Records excerpted from a collection
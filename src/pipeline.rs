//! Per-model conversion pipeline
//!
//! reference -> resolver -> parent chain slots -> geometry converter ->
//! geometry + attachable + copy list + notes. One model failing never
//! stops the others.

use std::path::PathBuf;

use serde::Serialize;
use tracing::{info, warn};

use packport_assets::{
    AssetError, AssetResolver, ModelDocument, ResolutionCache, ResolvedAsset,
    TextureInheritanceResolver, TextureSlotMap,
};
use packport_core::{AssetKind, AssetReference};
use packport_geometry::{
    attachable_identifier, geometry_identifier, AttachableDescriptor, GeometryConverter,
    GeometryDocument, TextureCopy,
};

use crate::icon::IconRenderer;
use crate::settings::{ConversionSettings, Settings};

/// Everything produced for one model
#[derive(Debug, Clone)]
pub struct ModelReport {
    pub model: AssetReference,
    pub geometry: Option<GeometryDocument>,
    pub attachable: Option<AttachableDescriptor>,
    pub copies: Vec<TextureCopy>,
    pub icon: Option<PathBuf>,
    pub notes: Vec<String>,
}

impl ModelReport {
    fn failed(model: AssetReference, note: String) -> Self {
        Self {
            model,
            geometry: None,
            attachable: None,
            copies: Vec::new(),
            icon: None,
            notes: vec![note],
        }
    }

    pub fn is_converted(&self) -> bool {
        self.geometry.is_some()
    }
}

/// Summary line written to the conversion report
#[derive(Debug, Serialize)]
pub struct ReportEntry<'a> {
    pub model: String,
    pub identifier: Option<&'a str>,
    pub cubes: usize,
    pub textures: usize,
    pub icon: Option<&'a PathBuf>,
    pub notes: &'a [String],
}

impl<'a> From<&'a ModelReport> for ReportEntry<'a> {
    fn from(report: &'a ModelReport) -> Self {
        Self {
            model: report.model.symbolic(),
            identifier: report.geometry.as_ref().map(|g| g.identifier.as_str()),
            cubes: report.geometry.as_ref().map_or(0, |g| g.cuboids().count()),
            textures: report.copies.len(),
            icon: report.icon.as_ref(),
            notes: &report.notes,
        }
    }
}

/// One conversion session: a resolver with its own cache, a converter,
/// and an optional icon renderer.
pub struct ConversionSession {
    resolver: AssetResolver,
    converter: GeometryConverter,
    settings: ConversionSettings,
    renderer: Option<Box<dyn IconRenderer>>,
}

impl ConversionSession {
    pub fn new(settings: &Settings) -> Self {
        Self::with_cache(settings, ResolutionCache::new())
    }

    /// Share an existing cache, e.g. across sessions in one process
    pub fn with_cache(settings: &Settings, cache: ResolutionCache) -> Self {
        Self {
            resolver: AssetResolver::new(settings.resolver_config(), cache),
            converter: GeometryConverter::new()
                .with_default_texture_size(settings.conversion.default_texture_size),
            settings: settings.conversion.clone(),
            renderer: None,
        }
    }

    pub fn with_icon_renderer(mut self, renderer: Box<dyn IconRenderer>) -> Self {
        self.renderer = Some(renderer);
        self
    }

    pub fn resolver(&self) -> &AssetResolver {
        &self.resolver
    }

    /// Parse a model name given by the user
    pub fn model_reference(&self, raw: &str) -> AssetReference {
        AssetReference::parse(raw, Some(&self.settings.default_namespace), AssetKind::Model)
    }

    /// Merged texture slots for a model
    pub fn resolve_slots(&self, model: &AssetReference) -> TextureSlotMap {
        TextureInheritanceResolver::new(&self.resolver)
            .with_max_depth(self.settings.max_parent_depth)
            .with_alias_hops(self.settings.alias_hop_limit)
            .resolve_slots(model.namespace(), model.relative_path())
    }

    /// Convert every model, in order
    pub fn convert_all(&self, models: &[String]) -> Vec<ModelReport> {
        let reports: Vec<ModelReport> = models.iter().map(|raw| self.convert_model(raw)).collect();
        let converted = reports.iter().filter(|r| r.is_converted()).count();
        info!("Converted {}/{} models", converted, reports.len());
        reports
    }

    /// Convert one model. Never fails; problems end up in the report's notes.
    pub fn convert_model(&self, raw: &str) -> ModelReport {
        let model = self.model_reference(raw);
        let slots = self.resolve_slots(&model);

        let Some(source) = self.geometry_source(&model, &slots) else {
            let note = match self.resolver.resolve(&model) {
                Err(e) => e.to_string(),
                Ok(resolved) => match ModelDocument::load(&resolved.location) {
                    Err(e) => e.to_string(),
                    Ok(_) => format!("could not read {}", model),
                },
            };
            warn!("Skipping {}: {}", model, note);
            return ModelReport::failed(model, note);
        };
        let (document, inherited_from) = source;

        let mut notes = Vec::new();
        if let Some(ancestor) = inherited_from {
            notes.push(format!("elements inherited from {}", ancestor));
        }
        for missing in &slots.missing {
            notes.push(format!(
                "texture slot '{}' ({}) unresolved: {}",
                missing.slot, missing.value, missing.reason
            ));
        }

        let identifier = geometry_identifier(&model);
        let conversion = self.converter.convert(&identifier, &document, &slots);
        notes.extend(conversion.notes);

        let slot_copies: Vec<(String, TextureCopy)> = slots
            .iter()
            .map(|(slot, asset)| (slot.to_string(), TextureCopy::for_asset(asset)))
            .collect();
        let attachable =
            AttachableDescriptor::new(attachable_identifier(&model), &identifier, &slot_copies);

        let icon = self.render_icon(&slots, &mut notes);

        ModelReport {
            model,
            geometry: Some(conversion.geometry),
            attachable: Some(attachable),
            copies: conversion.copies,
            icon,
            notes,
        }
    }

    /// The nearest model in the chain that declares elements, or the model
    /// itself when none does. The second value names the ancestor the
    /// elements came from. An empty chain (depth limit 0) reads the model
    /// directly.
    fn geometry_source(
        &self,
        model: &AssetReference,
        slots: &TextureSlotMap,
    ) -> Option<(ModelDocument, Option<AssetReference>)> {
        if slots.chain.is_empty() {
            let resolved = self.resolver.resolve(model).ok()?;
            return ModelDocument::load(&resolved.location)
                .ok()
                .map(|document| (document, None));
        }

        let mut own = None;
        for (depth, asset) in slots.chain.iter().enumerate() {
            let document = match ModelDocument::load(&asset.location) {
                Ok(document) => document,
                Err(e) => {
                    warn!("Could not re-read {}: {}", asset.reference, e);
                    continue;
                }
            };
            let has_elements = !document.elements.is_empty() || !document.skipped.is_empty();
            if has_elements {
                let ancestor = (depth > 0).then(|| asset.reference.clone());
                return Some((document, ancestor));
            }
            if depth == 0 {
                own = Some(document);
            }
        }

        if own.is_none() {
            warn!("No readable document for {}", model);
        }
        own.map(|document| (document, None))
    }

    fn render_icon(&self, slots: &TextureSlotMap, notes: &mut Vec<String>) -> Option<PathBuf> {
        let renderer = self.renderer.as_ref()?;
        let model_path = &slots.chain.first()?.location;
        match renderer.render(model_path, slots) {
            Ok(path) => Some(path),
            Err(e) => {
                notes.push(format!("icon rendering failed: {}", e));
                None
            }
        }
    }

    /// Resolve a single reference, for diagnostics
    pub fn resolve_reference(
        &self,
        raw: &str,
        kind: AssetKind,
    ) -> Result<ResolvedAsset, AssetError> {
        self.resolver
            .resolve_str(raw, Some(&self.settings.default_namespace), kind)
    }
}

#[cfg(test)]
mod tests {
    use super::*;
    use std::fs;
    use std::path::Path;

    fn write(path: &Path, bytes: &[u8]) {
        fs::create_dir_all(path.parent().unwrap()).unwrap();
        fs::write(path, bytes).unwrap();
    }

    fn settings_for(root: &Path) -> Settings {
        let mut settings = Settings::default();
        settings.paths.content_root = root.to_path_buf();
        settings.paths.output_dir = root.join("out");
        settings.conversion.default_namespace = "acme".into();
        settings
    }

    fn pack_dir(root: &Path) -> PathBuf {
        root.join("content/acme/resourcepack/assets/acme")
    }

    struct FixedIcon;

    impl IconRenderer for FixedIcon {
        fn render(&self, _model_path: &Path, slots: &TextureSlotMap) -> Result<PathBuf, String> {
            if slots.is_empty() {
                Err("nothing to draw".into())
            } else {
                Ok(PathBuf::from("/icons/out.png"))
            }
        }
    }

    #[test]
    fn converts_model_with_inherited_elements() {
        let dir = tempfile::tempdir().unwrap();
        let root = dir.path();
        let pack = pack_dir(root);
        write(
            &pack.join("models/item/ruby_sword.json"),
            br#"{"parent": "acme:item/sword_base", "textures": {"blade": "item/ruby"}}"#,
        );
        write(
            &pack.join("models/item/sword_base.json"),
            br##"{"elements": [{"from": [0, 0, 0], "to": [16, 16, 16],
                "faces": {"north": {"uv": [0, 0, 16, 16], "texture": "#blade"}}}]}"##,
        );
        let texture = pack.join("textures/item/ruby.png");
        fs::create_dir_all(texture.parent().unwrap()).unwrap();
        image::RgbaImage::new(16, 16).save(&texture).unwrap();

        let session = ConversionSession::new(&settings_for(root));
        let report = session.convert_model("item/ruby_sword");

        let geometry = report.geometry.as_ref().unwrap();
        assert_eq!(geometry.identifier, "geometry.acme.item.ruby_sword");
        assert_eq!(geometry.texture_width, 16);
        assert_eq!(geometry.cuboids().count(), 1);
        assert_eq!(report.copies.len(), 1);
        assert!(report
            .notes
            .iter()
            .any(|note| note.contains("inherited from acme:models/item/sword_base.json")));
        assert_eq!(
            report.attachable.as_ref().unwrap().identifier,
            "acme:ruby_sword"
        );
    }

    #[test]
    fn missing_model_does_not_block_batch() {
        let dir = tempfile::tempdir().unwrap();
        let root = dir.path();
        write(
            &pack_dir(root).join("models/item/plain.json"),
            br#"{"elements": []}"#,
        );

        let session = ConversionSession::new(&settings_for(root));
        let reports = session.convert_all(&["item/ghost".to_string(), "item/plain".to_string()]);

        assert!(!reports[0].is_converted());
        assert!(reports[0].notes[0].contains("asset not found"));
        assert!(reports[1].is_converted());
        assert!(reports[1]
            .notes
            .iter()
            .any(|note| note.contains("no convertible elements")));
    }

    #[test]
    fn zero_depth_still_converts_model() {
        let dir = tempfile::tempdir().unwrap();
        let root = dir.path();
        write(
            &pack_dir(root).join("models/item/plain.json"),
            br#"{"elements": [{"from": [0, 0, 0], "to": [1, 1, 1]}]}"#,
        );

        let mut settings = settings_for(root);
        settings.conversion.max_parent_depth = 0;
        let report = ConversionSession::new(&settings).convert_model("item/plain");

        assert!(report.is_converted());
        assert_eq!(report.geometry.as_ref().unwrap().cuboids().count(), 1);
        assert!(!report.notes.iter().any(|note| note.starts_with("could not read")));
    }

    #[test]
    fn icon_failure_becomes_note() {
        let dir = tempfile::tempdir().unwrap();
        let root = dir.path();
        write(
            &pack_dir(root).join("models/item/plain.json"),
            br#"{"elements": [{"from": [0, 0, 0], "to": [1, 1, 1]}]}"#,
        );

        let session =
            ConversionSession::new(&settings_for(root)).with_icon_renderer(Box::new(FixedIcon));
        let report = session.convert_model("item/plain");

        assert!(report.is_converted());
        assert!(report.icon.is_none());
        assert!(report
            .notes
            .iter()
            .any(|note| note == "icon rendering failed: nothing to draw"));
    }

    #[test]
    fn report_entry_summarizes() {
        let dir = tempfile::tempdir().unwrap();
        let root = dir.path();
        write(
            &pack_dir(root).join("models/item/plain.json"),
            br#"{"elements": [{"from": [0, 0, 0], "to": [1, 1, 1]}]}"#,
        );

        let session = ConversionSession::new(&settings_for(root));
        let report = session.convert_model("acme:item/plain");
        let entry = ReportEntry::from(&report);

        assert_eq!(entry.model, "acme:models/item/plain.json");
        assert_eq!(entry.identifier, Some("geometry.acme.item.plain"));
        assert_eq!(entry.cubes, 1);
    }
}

▸ TASK DIRECTIONS: On how many lines above does the word "AssetResolver" appear? Answer with that figure only.

▸ REPLY: 4